Employment creation in the country was already more sensitive to economic growth and investment than is the case in the other countries making up the Brazil, Russia, India, China and South Africa (Brics) bloc of economies.

A study into the relationship between growth and employment in a range of countries between 1995 and 2008 shows that, for every 1% rise in South Africa’s gross domestic product (GDP), employment grew by 0.43%.

Partly owing to South Africa’s higher official unemployment rate, which currently stands at around 25%, the figure shows that employment creation has been more responsive to GDP growth than in other Brics countries, with Chinese employment expanding by 0.06% for every 1% GDP rise during the period.

“The point is that economic growth has a much higher job-creation potential in South Africa than in other countries.
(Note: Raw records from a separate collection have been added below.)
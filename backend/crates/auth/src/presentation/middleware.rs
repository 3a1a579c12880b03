//! Auth Middleware
//!
//! - [`load_session`] runs on every request and records the [`Viewer`]
//! - [`require_login`] guards protected routes, sending anonymous visitors
//!   to the login page with a `next` parameter

use std::sync::Arc;

use axum::extract::{Request, State};
use axum::middleware::Next;
use axum::response::{IntoResponse, Redirect, Response};
use platform::web_url::with_next;

use crate::application::config::AuthConfig;
use crate::application::CheckSessionUseCase;
use crate::domain::repository::{AuthSessionRepository, UserRepository};
use crate::presentation::viewer::Viewer;

/// Middleware state
#[derive(Clone)]
pub struct AuthMiddlewareState<R>
where
    R: AuthSessionRepository + UserRepository + Clone + Send + Sync + 'static,
{
    pub repo: Arc<R>,
    pub config: Arc<AuthConfig>,
}

/// Resolve the session cookie once per request.
///
/// A missing, forged or stale cookie leaves the visitor anonymous; only a
/// storage failure aborts the request.
pub async fn load_session<R>(
    State(state): State<AuthMiddlewareState<R>>,
    mut req: Request,
    next: Next,
) -> Response
where
    R: AuthSessionRepository + UserRepository + Clone + Send + Sync + 'static,
{
    let token = state.config.cookie_spec().read(req.headers());

    let viewer = match token {
        Some(token) => {
            let use_case =
                CheckSessionUseCase::new(state.repo.clone(), state.repo.clone(), state.config.clone());
            match use_case.execute(&token).await {
                Ok(current) => Viewer(current),
                Err(e) => return e.into_response(),
            }
        }
        None => Viewer::anonymous(),
    };

    req.extensions_mut().insert(viewer);
    next.run(req).await
}

/// Login gate for protected routes
pub async fn require_login(
    State(config): State<Arc<AuthConfig>>,
    viewer: Viewer,
    req: Request,
    next: Next,
) -> Response {
    if viewer.is_authenticated() {
        return next.run(req).await;
    }

    let next_path = req
        .uri()
        .path_and_query()
        .map(|pq| pq.as_str())
        .unwrap_or("/");

    tracing::debug!(path = %next_path, "Anonymous visitor sent to login");
    Redirect::to(&with_next(&config.login_url, next_path)).into_response()
}
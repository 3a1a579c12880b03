//! Domain Layer
//!
//! Contains entities, value objects, and repository traits.

pub mod entity;
pub mod repository;
pub mod value_object;

// Re-exports
pub use entity::{auth::Auth, auth_session::AuthSession, user::User, user_profile::UserProfile};
pub use repository::{
    AuthRepository, AuthSessionRepository, AuthStore, AuthUnitOfWork, PictureStore,
    PictureUpload, UserProfileRepository, UserRepository,
};
//! Shared Kernel - Domain-crossing minimal core
//!
//! The small vocabulary every Rango crate agrees on:
//! - Unified error type and result alias
//! - Typed UUID identifiers
//! - Field-level form errors used to redisplay rejected submissions
//!
//! Nothing here knows about categories, pages or users.

pub mod error {
    pub mod app_error;
    pub mod conversions;
    pub mod kind;
}
pub mod form;
pub mod id;
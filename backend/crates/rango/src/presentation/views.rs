//! HTML Templates
//!
//! Every page shares [`base`]: the title, the navigation for the current
//! visitor and a content block. All interpolated values are escaped by
//! `maud`.

use auth::Viewer;
use kernel::form::FieldErrors;
use maud::{DOCTYPE, Markup, html};

use crate::application::{CategoryLookup, IndexOutput, RangoConfig};
use crate::domain::entities::{Category, Page};
use crate::presentation::forms::{CategoryForm, PageForm, UserForm, UserProfileForm};
use crate::presentation::paths;

fn base(title: &str, viewer: &Viewer, content: Markup) -> Markup {
    html! {
        (DOCTYPE)
        html lang="en" {
            head {
                meta charset="utf-8";
                title { "Rango - " (title) }
            }
            body {
                div {
                    @if let Some(user) = viewer.user() {
                        "Rango says: hey there " (user.user_name.original()) "!"
                    } @else {
                        "Rango says: hey there partner!"
                    }
                }
                div { (content) }
                hr;
                ul {
                    @if viewer.is_authenticated() {
                        li { a href=(paths::RESTRICTED) { "Restricted Page" } }
                        li { a href=(paths::ADD_CATEGORY) { "Add a New Category" } }
                        li { a href=(paths::LOGOUT) { "Logout" } }
                    } @else {
                        li { a href=(paths::REGISTER) { "Sign Up" } }
                        li { a href=(paths::LOGIN) { "Login" } }
                    }
                    li { a href=(paths::ABOUT) { "About" } }
                    li { a href=(paths::INDEX) { "Index" } }
                }
            }
        }
    }
}

fn field_errors(errors: &FieldErrors, field: &str) -> Markup {
    html! {
        @let messages = errors.get(field);
        @if !messages.is_empty() {
            ul class="errorlist" {
                @for message in messages {
                    li { (message) }
                }
            }
        }
    }
}

fn page_list(pages: &[Page]) -> Markup {
    html! {
        ul {
            @for page in pages {
                li { a href=(page.url.as_str()) { (page.title.as_str()) } }
            }
        }
    }
}

pub fn index(config: &RangoConfig, listing: &IndexOutput, viewer: &Viewer) -> Markup {
    let content = html! {
        h1 { "Rango says..." }
        div { strong { (config.bold_message) } }
        div {
            h2 { "Most Liked Categories" }
            @if listing.categories.is_empty() {
                strong { "There are no categories present." }
            } @else {
                ul {
                    @for category in &listing.categories {
                        li { a href=(paths::category(category.slug.as_str())) { (category.name.as_str()) } }
                    }
                }
            }
        }
        div {
            h2 { "Most Viewed Pages" }
            @if listing.pages.is_empty() {
                strong { "There are no pages present." }
            } @else {
                (page_list(&listing.pages))
            }
        }
    };
    base("Homepage", viewer, content)
}

pub fn category(lookup: &CategoryLookup, viewer: &Viewer) -> Markup {
    let (title, content) = match lookup {
        CategoryLookup::Found { category, pages } => (
            category.name.as_str(),
            html! {
                h1 { (category.name.as_str()) }
                @if pages.is_empty() {
                    strong { "No pages currently in category." }
                } @else {
                    (page_list(pages))
                }
                @if viewer.is_authenticated() {
                    a href=(paths::add_page(category.slug.as_str())) { "Add a Page" }
                }
            },
        ),
        CategoryLookup::NotFound => (
            "Unknown Category",
            html! { "The specified category does not exist!" },
        ),
    };
    base(title, viewer, content)
}

pub fn about(viewer: &Viewer) -> Markup {
    let content = html! {
        h1 { "Rango says here is the about page." }
        p { "This tutorial has been put together by Leif Azzopardi and David Maxwell." }
    };
    base("About", viewer, content)
}

pub fn add_category(form: &CategoryForm, errors: &FieldErrors, viewer: &Viewer) -> Markup {
    let content = html! {
        h1 { "Add a Category" }
        form id="category_form" method="post" action=(paths::ADD_CATEGORY) {
            (field_errors(errors, "name"))
            label for="id_name" { "Please enter the category name." }
            input type="text" id="id_name" name="name" maxlength="128" value=(form.name);
            input type="submit" name="submit" value="Create Category";
        }
    };
    base("Add a Category", viewer, content)
}

pub fn add_page(
    category: &Category,
    form: &PageForm,
    errors: &FieldErrors,
    viewer: &Viewer,
) -> Markup {
    let action = paths::add_page(category.slug.as_str());
    let content = html! {
        h1 { "Add a Page to " (category.name.as_str()) }
        form id="page_form" method="post" action=(action) {
            (field_errors(errors, "title"))
            label for="id_title" { "Please enter the title of the page." }
            input type="text" id="id_title" name="title" maxlength="128" value=(form.title);
            (field_errors(errors, "url"))
            label for="id_url" { "Please enter the URL of the page." }
            input type="text" id="id_url" name="url" maxlength="200" value=(form.url);
            input type="submit" name="submit" value="Add Page";
        }
    };
    base("Add a Page", viewer, content)
}

/// Registration form state for one request
pub struct RegisterView<'a> {
    pub registered: bool,
    pub user: &'a UserForm,
    pub profile: &'a UserProfileForm,
    pub errors: &'a FieldErrors,
}

pub fn register(state: &RegisterView<'_>, viewer: &Viewer) -> Markup {
    let content = html! {
        h1 { "Register for Rango" }
        @if state.registered {
            "Rango says: " strong { "thank you for registering!" }
            a href=(paths::INDEX) { "Return to the homepage." }
        } @else {
            "Rango says: " strong { "register here!" }
            form id="user_form" method="post" action=(paths::REGISTER) enctype="multipart/form-data" {
                (field_errors(state.errors, "username"))
                label for="id_username" { "Username:" }
                input type="text" id="id_username" name="username" maxlength="150" value=(state.user.username);
                (field_errors(state.errors, "email"))
                label for="id_email" { "Email address:" }
                input type="email" id="id_email" name="email" value=(state.user.email);
                (field_errors(state.errors, "password"))
                label for="id_password" { "Password:" }
                input type="password" id="id_password" name="password";
                (field_errors(state.errors, "website"))
                label for="id_website" { "Website:" }
                input type="text" id="id_website" name="website" maxlength="200" value=(state.profile.website);
                label for="id_picture" { "Picture:" }
                input type="file" id="id_picture" name="picture" accept="image/*";
                input type="submit" name="submit" value="Register";
            }
        }
    };
    base("Register", viewer, content)
}

pub fn login(viewer: &Viewer) -> Markup {
    let content = html! {
        h1 { "Login to Rango" }
        form id="login_form" method="post" action=(paths::LOGIN) {
            label for="id_username" { "Username:" }
            input type="text" id="id_username" name="username" size="50";
            label for="id_password" { "Password:" }
            input type="password" id="id_password" name="password" size="50";
            input type="submit" value="submit";
        }
    };
    base("Login", viewer, content)
}

pub fn restricted(viewer: &Viewer) -> Markup {
    let content = html! {
        h1 { "Rango says..." }
        div { "Since you're logged in, you can see this text!" }
    };
    base("Restricted Page", viewer, content)
}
So, it is very clear that what is missing . . . is higher growth,” he said, while acknowledging that such growth should not be at the expense of inclusiveness, the environment and sustainability.

This growth should also create ‘low-skilled jobs’, or it would not help in solving the unemployment problem, as 60% of jobless South Africans did not have secondary-level education and had not worked for the past five years.

However, Zhang, who stressed he was talking in his personal capacity, said there was a pressing need to find and implement near-term strategies to deal with the 'NEET crisis', which he described as the country’s “most urgent challenge, with about 7.6-million South Africans currently falling into the NEET category.

Possible immediate remedies could include finding ways to reduce high-school dropout rates, particularly between grades 10 and 12.

Another could be to increase the capacity of further education and training colleges to absorb learns and/or building other 'second-chance' learning programmes, such as classes to improve the quality of English that young people speak and write.

There was also potential to expand youth-focused public works programmes.

Efforts could also be made to improve the environment for entrepreneurship, which Zhang argued required motivation, skills and opportunity.

He argued that the public and private sectors could do more to improve skills levels and create the market opportunities for entrepreneurs to develop, from the creation of ‘plug-and-play’ business parks, through to improving access to finance to small firms and start-ups.